━━━ RECORD EXCERPTS ━━━
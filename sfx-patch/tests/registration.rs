//! End-to-end registration against a miniature decomp tree.

use std::path::{Path, PathBuf};

use serde_json::Value;
use sfx_patch::{
    Decomp, DurationProbe, Identifier, SfxError, SoundRegistration, Ticks, next_bank_id,
    register_sound,
};
use tempfile::{TempDir, tempdir};

const SOUNDS_H: &str = "\
#ifndef SOUNDS_H
#define SOUNDS_H

enum SoundBank {
    SOUND_BANK_ACTION,
    SOUND_BANK_MOVING,
    SOUND_BANK_GENERAL
    SOUND_BANK_COUNT
};

#define SOUND_ACTION_JUMP                                         SOUND_ARG_LOAD(SOUND_BANK_ACTION, 0x00, 0xFF, SOUND_DISCRETE)
#define SOUND_ACTION_LAND                                         SOUND_ARG_LOAD(SOUND_BANK_ACTION, 0x0A, 0xFF, SOUND_DISCRETE)
#define SOUND_GENERAL_COIN                                        SOUND_ARG_LOAD(SOUND_BANK_GENERAL, 0x11, 0x80, SOUND_DISCRETE)

#endif // SOUNDS_H
";

const SEQUENCES_JSON: &str = r#"{
    "00_sound_player": [
        "00",
        "01",
        "0A_custom"
    ],
    "01_cutscene_collect_star": [
        "0A"
    ]
}
"#;

const SOUND_PLAYER: &str = "\
.include \"seq_macros.inc\"
.section .rodata
.align 0

sequence_start:
seq_setmutebhv 0x60
seq_initchannels 0x3ff
seq_startchannel 0, .channel0
seq_startchannel 1, .channel1
seq_startchannel 2, .channel2
.main_loop_023589:
seq_delay 1
seq_jump .main_loop_023589

.channel0:
chan_setdyntable .channel0_table
chan_jump .main_loop_023589

.channel0_table:
sound_ref .sound_action_jump

.sound_action_jump:
chan_setbank 1
chan_setinstr 0
chan_setlayer 0, .layer_action_jump
chan_end

.layer_action_jump:
layer_note1 39, 0x30, 127
layer_end

.channel1:
chan_setdyntable .channel1_table
chan_jump .main_loop_023589

.channel1_table:

.channel2:
chan_setdyntable .channel2_table
chan_jump .main_loop_023589

.channel2_table:

.align 2, 0
";

const EXTERNAL_C: &str = "\
void process_sound_request(u32 bits, f32 *pos) {
    switch (bank) {
        case SOUND_BANK_ACTION:
            break;
        case SOUND_BANK_GENERAL:
            do_general();
            break;
    }
}

void update_game_sound(void) {
    switch (bank) {
        case SOUND_BANK_MOVING:
        case SOUND_BANK_GENERAL:
            do_general();
            break;
    }
}
";

/// Probe that reports a fixed duration without reading the file.
struct FixedProbe(f64);

impl DurationProbe for FixedProbe {
    fn probe(&self, _sample: &Path) -> sfx_patch::Result<f64> {
        Ok(self.0)
    }
}

struct Fixture {
    dir: TempDir,
    decomp: Decomp,
}

impl Fixture {
    fn new() -> Self {
        let dir = tempdir().unwrap();
        let root = dir.path();
        let write = |path: &str, content: &str| {
            let path = root.join(path);
            std::fs::create_dir_all(path.parent().unwrap()).unwrap();
            std::fs::write(path, content).unwrap();
        };

        write("sm64.ld", "");
        write("include/sounds.h", SOUNDS_H);
        write("sound/sequences.json", SEQUENCES_JSON);
        write("sound/sequences/00_sound_player.s", SOUND_PLAYER);
        write("src/audio/external.c", EXTERNAL_C);
        write("sound/sound_banks/00.json", "{}");
        write("sound/sound_banks/01.json", "{}");
        write("sound/sound_banks/0A_custom.json", "{}");
        write("bird.aiff", "FORM");
        write("monkey.aiff", "FORM");

        let decomp = Decomp::open(root).unwrap();
        Self { dir, decomp }
    }

    fn path(&self, relative: &str) -> PathBuf {
        self.dir.path().join(relative)
    }

    fn read(&self, relative: &str) -> String {
        std::fs::read_to_string(self.path(relative)).unwrap()
    }

    fn json(&self, relative: &str) -> Value {
        serde_json::from_str(&self.read(relative)).unwrap()
    }

    /// Every artifact the registration edits, for byte comparisons.
    fn snapshot(&self) -> Vec<String> {
        [
            "include/sounds.h",
            "sound/sequences.json",
            "sound/sequences/00_sound_player.s",
            "src/audio/external.c",
            "sound/sound_banks/02_JUNGLE.json",
        ]
        .iter()
        .map(|p| std::fs::read_to_string(self.path(p)).unwrap_or_default())
        .collect()
    }

    fn request(&self, sample: &str, bank: &str, sound: &str) -> SoundRegistration {
        SoundRegistration {
            sample: self.path(sample),
            bank: Identifier::parse(bank).unwrap(),
            sound: Identifier::parse(sound).unwrap(),
        }
    }

    fn register(&self, sample: &str, bank: &str, sound: &str) -> sfx_patch::Result<sfx_patch::RegistrationReport> {
        register_sound(&self.decomp, &self.request(sample, bank, sound), &FixedProbe(2.0))
    }
}

#[test]
fn test_new_bank_creates_everything() {
    let fx = Fixture::new();
    let report = fx.register("bird.aiff", "JUNGLE", "BIRD").unwrap();

    assert_eq!(report.bank_id, 0x02);
    assert_eq!(report.bank_hex(), "02");
    assert_eq!(report.duration, Ticks(0xC0));
    assert_eq!(report.bank_slot.ordinal, 3);
    assert!(report.bank_slot.inserted);
    assert_eq!(report.instrument.position, 0);
    assert!(report.instrument.created);
    assert!(report.sound_player.channel_added);
    assert_eq!(report.case_labels_added, 2);
    assert!(!report.is_duplicate());

    let header = fx.read("include/sounds.h");
    assert!(header.contains("    SOUND_BANK_GENERAL,\n    SOUND_BANK_JUNGLE,\n    SOUND_BANK_COUNT\n"));
    assert!(header.contains(
        "#define SOUND_JUNGLE_BIRD                                         SOUND_ARG_LOAD(SOUND_BANK_JUNGLE, 0x00, 0xFF, SOUND_DISCRETE)\n#endif"
    ));

    let descriptor = fx.json("sound/sound_banks/02_JUNGLE.json");
    assert_eq!(descriptor["sample_bank"], "sfx_jungle");
    assert_eq!(descriptor["instrument_list"], serde_json::json!(["inst_bird"]));
    assert_eq!(descriptor["instruments"]["inst_bird"]["sound"], "bird");

    let sequences = fx.json("sound/sequences.json");
    assert_eq!(
        sequences["00_sound_player"],
        serde_json::json!(["00", "01", "0A_custom", "02_JUNGLE"])
    );
    assert_eq!(sequences["01_cutscene_collect_star"], serde_json::json!(["0A"]));

    let player = fx.read("sound/sequences/00_sound_player.s");
    assert!(player.contains("seq_initchannels 0x1fff\n"));
    assert!(player.contains("seq_startchannel 2, .channel2\nseq_startchannel 3, .channel_JUNGLE\n"));
    assert!(player.contains(".channel_JUNGLE_table:\nsound_ref .sound_bird\n"));
    assert!(player.contains("chan_setbank 4\nchan_setinstr 0\n"));
    assert!(player.contains("layer_note1 39, 0xc0, 127\n"));
    assert!(player.ends_with("layer_end\n\n.align 2, 0\n"));

    let external = fx.read("src/audio/external.c");
    assert_eq!(external.matches("case SOUND_BANK_JUNGLE:").count(), 2);

    assert!(report.sample_copied);
    assert_eq!(
        std::fs::read(fx.path("sound/samples/sfx_jungle/bird.aiff")).unwrap(),
        b"FORM"
    );
}

#[test]
fn test_registering_twice_changes_nothing() {
    let fx = Fixture::new();
    fx.register("bird.aiff", "JUNGLE", "BIRD").unwrap();
    let before = fx.snapshot();

    let report = fx.register("bird.aiff", "JUNGLE", "BIRD").unwrap();
    assert!(report.is_duplicate());
    assert_eq!(report.bank_id, 0x02);
    assert_eq!(report.instrument.position, 0);
    assert_eq!(fx.snapshot(), before);
}

#[test]
fn test_second_sound_joins_existing_bank() {
    let fx = Fixture::new();
    fx.register("bird.aiff", "JUNGLE", "BIRD").unwrap();
    let report = fx.register("monkey.aiff", "JUNGLE", "MONKEY").unwrap();

    assert_eq!(report.bank_id, 0x02);
    assert!(!report.bank_slot.inserted);
    assert_eq!(report.sound_id, Some(0x01));
    assert_eq!(report.instrument.position, 1);
    assert!(!report.sound_player.channel_added);
    assert_eq!(report.case_labels_added, 0);
    assert!(!report.inclusion_added);

    let descriptor = fx.json("sound/sound_banks/02_JUNGLE.json");
    assert_eq!(
        descriptor["instrument_list"],
        serde_json::json!(["inst_bird", "inst_monkey"])
    );

    let header = fx.read("include/sounds.h");
    assert_eq!(header.matches("    SOUND_BANK_JUNGLE,").count(), 1);
    assert!(header.contains("SOUND_ARG_LOAD(SOUND_BANK_JUNGLE, 0x01, 0xFF, SOUND_DISCRETE)"));
    let bird = header.find("#define SOUND_JUNGLE_BIRD").unwrap();
    let monkey = header.find("#define SOUND_JUNGLE_MONKEY").unwrap();
    assert!(bird < monkey);

    let player = fx.read("sound/sequences/00_sound_player.s");
    assert!(player.contains("sound_ref .sound_bird\nsound_ref .sound_monkey\n"));
    assert!(player.contains("chan_setbank 4\nchan_setinstr 1\nchan_setlayer 0, .layer_monkey\n"));
    assert_eq!(player.matches(".channel_JUNGLE:").count(), 1);
    assert_eq!(player.matches("seq_startchannel").count(), 4);

    let external = fx.read("src/audio/external.c");
    assert_eq!(external.matches("case SOUND_BANK_JUNGLE:").count(), 2);
}

#[test]
fn test_exhausted_identifier_space_writes_nothing() {
    let fx = Fixture::new();
    for id in 0..=0xFFu8 {
        std::fs::write(fx.path(&format!("sound/sound_banks/{:02X}_full.json", id)), "{}").unwrap();
    }
    let before = fx.snapshot();

    let err = fx.register("bird.aiff", "JUNGLE", "BIRD").unwrap_err();
    assert!(matches!(err, SfxError::IdentifierSpaceExhausted));
    assert!(matches!(
        next_bank_id(&fx.decomp),
        Err(SfxError::IdentifierSpaceExhausted)
    ));
    assert_eq!(fx.snapshot(), before);
    assert!(!fx.path("sound/samples").exists());
}

#[test]
fn test_banks_get_distinct_ids() {
    let fx = Fixture::new();
    let jungle = fx.register("bird.aiff", "JUNGLE", "BIRD").unwrap();
    let desert = fx.register("monkey.aiff", "DESERT", "WIND").unwrap();

    assert_eq!(jungle.bank_id, 0x02);
    assert_eq!(desert.bank_id, 0x03);
    assert_eq!(desert.bank_slot.ordinal, 4);
    assert_eq!(next_bank_id(&fx.decomp).unwrap(), 0x04);

    let header = fx.read("include/sounds.h");
    assert!(header.contains("    SOUND_BANK_JUNGLE,\n    SOUND_BANK_DESERT,\n    SOUND_BANK_COUNT\n"));

    let player = fx.read("sound/sequences/00_sound_player.s");
    assert!(player.contains(
        "seq_startchannel 3, .channel_JUNGLE\nseq_startchannel 4, .channel_DESERT\n"
    ));
    assert!(player.contains("chan_setbank 5\n"));
    let jungle_block = player.find(".channel_JUNGLE:").unwrap();
    let desert_block = player.find(".channel_DESERT:").unwrap();
    assert!(jungle_block < desert_block);
    assert!(player.ends_with("layer_end\n\n.align 2, 0\n"));
}

#[test]
fn test_sound_in_vanilla_bank_uses_existing_channel() {
    let fx = Fixture::new();
    let report = fx.register("bird.aiff", "ACTION", "Flip").unwrap();

    assert_eq!(report.bank_slot.ordinal, 0);
    assert_eq!(report.sound_id, Some(0x0B));
    assert!(!report.sound_player.channel_added);
    assert_eq!(report.case_labels_added, 0);

    let header = fx.read("include/sounds.h");
    assert!(header.contains(
        "#define SOUND_ACTION_LAND                                         SOUND_ARG_LOAD(SOUND_BANK_ACTION, 0x0A, 0xFF, SOUND_DISCRETE)\n#define SOUND_ACTION_FLIP"
    ));

    let player = fx.read("sound/sequences/00_sound_player.s");
    assert!(player.contains("sound_ref .sound_action_jump\nsound_ref .sound_flip\n\n.sound_flip:\nchan_setbank 1\n"));
    assert_eq!(player.matches("seq_startchannel").count(), 3);
}

#[test]
fn test_missing_anchor_then_retry() {
    let fx = Fixture::new();
    std::fs::write(fx.path("src/audio/external.c"), "void f(void) {}\n").unwrap();

    let err = fx.register("bird.aiff", "JUNGLE", "BIRD").unwrap_err();
    match err {
        SfxError::MissingAnchor { anchor, .. } => assert_eq!(anchor, "case SOUND_BANK_GENERAL:"),
        other => panic!("unexpected error: {other:?}"),
    }
    // Earlier artifacts were already written
    assert!(fx.read("include/sounds.h").contains("SOUND_BANK_JUNGLE,"));
    assert_eq!(fx.read("src/audio/external.c"), "void f(void) {}\n");

    std::fs::write(fx.path("src/audio/external.c"), EXTERNAL_C).unwrap();
    let report = fx.register("bird.aiff", "JUNGLE", "BIRD").unwrap();
    assert_eq!(report.case_labels_added, 2);
    assert!(!report.bank_slot.inserted);
    assert!(!report.sound_player.changed());
    assert_eq!(fx.read("include/sounds.h").matches("SOUND_BANK_JUNGLE,").count(), 1);
}

#[test]
fn test_invalid_sample_is_rejected_before_any_write() {
    let fx = Fixture::new();
    std::fs::write(fx.path("bird.wav"), "RIFF").unwrap();
    let before = fx.snapshot();

    let err = fx.register("bird.wav", "JUNGLE", "BIRD").unwrap_err();
    assert!(matches!(err, SfxError::InvalidSampleFile { .. }));
    let err = fx.register("missing.aiff", "JUNGLE", "BIRD").unwrap_err();
    assert!(matches!(err, SfxError::InvalidSampleFile { .. }));
    assert_eq!(fx.snapshot(), before);
}

#[test]
fn test_bank_name_case_does_not_split_the_bank() {
    let fx = Fixture::new();
    let first = fx.register("bird.aiff", "jungle", "BIRD").unwrap();
    let second = fx.register("monkey.aiff", "JUNGLE", "MONKEY").unwrap();

    assert_eq!(first.bank_id, 0x02);
    assert_eq!(second.bank_id, 0x02);
    assert_eq!(second.descriptor, fx.path("sound/sound_banks/02_jungle.json"));
    assert_eq!(second.instrument.position, 1);
    assert!(!second.inclusion_added);
    assert!(!fx.path("sound/sound_banks/03_JUNGLE.json").exists());

    let descriptor = fx.json("sound/sound_banks/02_jungle.json");
    assert_eq!(
        descriptor["instrument_list"],
        serde_json::json!(["inst_bird", "inst_monkey"])
    );

    let sequences = fx.json("sound/sequences.json");
    assert_eq!(
        sequences["00_sound_player"],
        serde_json::json!(["00", "01", "0A_custom", "02_jungle"])
    );
    assert_eq!(next_bank_id(&fx.decomp).unwrap(), 0x03);
}

#[test]
fn test_sound_label_taken_by_another_bank_writes_nothing() {
    let fx = Fixture::new();
    fx.register("bird.aiff", "JUNGLE", "BIRD").unwrap();
    fx.register("monkey.aiff", "FOREST", "TREE").unwrap();
    let before = fx.snapshot();
    let forest = fx.read("sound/sound_banks/03_FOREST.json");

    let err = fx.register("bird.aiff", "FOREST", "BIRD").unwrap_err();
    match err {
        SfxError::SoundLabelConflict { label, .. } => assert_eq!(label, ".sound_bird"),
        other => panic!("unexpected error: {other:?}"),
    }
    assert_eq!(fx.snapshot(), before);
    assert_eq!(fx.read("sound/sound_banks/03_FOREST.json"), forest);
    assert!(!fx.read("include/sounds.h").contains("SOUND_FOREST_BIRD"));
    assert!(!fx.path("sound/samples/sfx_forest/bird.aiff").exists());
}

#[test]
fn test_new_bank_reusing_a_sound_label_is_rejected() {
    let fx = Fixture::new();
    fx.register("bird.aiff", "JUNGLE", "BIRD").unwrap();
    let before = fx.snapshot();

    let err = fx.register("bird.aiff", "FOREST", "BIRD").unwrap_err();
    assert!(matches!(err, SfxError::SoundLabelConflict { .. }));
    assert_eq!(fx.snapshot(), before);
    assert!(!fx.read("include/sounds.h").contains("SOUND_BANK_FOREST"));
    assert!(!fx.path("sound/sound_banks/03_FOREST.json").exists());
}

#[test]
fn test_existing_sound_in_full_bank_is_a_duplicate() {
    let fx = Fixture::new();
    fx.register("bird.aiff", "JUNGLE", "BIRD").unwrap();
    let header = fx
        .read("include/sounds.h")
        .replace("SOUND_BANK_JUNGLE, 0x00,", "SOUND_BANK_JUNGLE, 0xFF,");
    std::fs::write(fx.path("include/sounds.h"), header).unwrap();
    let before = fx.snapshot();

    let report = fx.register("bird.aiff", "JUNGLE", "BIRD").unwrap();
    assert!(report.is_duplicate());
    assert_eq!(report.sound_id, None);
    assert_eq!(fx.snapshot(), before);

    let err = fx.register("monkey.aiff", "JUNGLE", "MONKEY").unwrap_err();
    assert!(matches!(err, SfxError::SoundIdSpaceExhausted { .. }));
}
━━━
§ WHAT IS REQUIRED
Only the count, no other text: how many lines in the listing above hold "struct"?

§ ANSWER TO THIS TASK
2